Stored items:
────────
/// Draw commands: the per-frame render output of the animation.
///
/// `compose()` turns the current `WordFall` into a flat list of commands in
/// world units. Whatever surface consumes the list decides how to rasterize
/// it; the terminal renderer is one such surface.
///
/// Paint order: floor strip (while visible), falling words, stacked words.

use crate::sim::world::WordFall;

#[derive(Clone, Debug, PartialEq)]
pub enum DrawCommand {
    /// Solid band from `y` down to the canvas bottom.
    Floor { y: f32, width: f32, height: f32, gray: u8 },
    /// Filled, stroked rounded rectangle rotated about its center.
    Rect {
        x: f32,
        y: f32,
        w: f32,
        h: f32,
        radius: f32,
        rotation: f32,
        fill: u8,
        stroke: u8,
        stroke_width: f32,
    },
    /// Text whose top-left corner is at `(x, y)`, rotated about `pivot`.
    Text {
        x: f32,
        y: f32,
        text: String,
        gray: u8,
        rotation: f32,
        pivot: (f32, f32),
    },
}

const STROKE_WIDTH: f32 = 1.0;

pub fn compose(world: &WordFall) -> Vec<DrawCommand> {
    let look = &world.look;
    let mut out = Vec::with_capacity(1 + 2 * (world.falling.len() + world.stacked.len()));

    if world.floor_visible() {
        out.push(DrawCommand::Floor {
            y: world.floor_level,
            width: world.width,
            height: (world.height - world.floor_level).max(0.0),
            gray: look.floor_gray,
        });
    }

    for f in &world.falling {
        push_word(&mut out, world, &f.text, f.x, f.y, f.width, f.height, f.rotation, f.gray);
    }
    for s in world.stacked.iter() {
        push_word(&mut out, world, &s.text, s.x, s.y, s.width, s.height, 0.0, s.gray);
    }

    out
}

fn push_word(
    out: &mut Vec<DrawCommand>,
    world: &WordFall,
    text: &str,
    x: f32,
    y: f32,
    w: f32,
    h: f32,
    rotation: f32,
    fill: u8,
) {
    let look = &world.look;
    out.push(DrawCommand::Rect {
        x,
        y,
        w,
        h,
        radius: look.corner_radius,
        rotation,
        fill,
        stroke: look.stroke_gray,
        stroke_width: STROKE_WIDTH,
    });
    out.push(DrawCommand::Text {
        x: x + look.text_inset,
        y: y + look.text_inset,
        text: text.to_owned(),
        gray: look.text_gray,
        rotation,
        pivot: (x + w / 2.0, y + h / 2.0),
    });
}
────────
ASSIGNMENT: Print out each line of the data exactly.

YOUR RESPONSE:
/// Draw commands: the per-frame render output of the animation.
///
/// `compose()` turns the current `WordFall` into a flat list of commands in
/// world units. Whatever surface consumes the list decides how to rasterize
/// it; the terminal renderer is one such surface.
///
/// Paint order: floor strip (while visible), falling words, stacked words.

use crate::sim::world::WordFall;

#[derive(Clone, Debug, PartialEq)]
pub enum DrawCommand {
    /// Solid band from `y` down to the canvas bottom.
    Floor { y: f32, width: f32, height: f32, gray: u8 },
    /// Filled, stroked rounded rectangle rotated about its center.
    Rect {
        x: f32,
        y: f32,
        w: f32,
        h: f32,
        radius: f32,
        rotation: f32,
        fill: u8,
        stroke: u8,
        stroke_width: f32,
    },
    /// Text whose top-left corner is at `(x, y)`, rotated about `pivot`.
    Text {
        x: f32,
        y: f32,
        text: String,
        gray: u8,
        rotation: f32,
        pivot: (f32, f32),
    },
}

const STROKE_WIDTH: f32 = 1.0;

pub fn compose(world: &WordFall) -> Vec<DrawCommand> {
    let look = &world.look;
    let mut out = Vec::with_capacity(1 + 2 * (world.falling.len() + world.stacked.len()));

    if world.floor_visible() {
        out.push(DrawCommand::Floor {
            y: world.floor_level,
            width: world.width,
            height: (world.height - world.floor_level).max(0.0),
            gray: look.floor_gray,
        });
    }

    for f in &world.falling {
        push_word(&mut out, world, &f.text, f.x, f.y, f.width, f.height, f.rotation, f.gray);
    }
    for s in world.stacked.iter() {
        push_word(&mut out, world, &s.text, s.x, s.y, s.width, s.height, 0.0, s.gray);
    }

    out
}

fn push_word(
    out: &mut Vec<DrawCommand>,
    world: &WordFall,
    text: &str,
    x: f32,
    y: f32,
    w: f32,
    h: f32,
    rotation: f32,
    fill: u8,
) {
    let look = &world.look;
    out.push(DrawCommand::Rect {
        x,
        y,
        w,
        h,
        radius: look.corner_radius,
        rotation,
        fill,
        stroke: look.stroke_gray,
        stroke_width: STROKE_WIDTH,
    });
    out.push(DrawCommand::Text {
        x: x + look.text_inset,
        y: y + look.text_inset,
        text: text.to_owned(),
        gray: look.text_gray,
        rotation,
        pivot: (x + w / 2.0, y + h / 2.0),
    });
}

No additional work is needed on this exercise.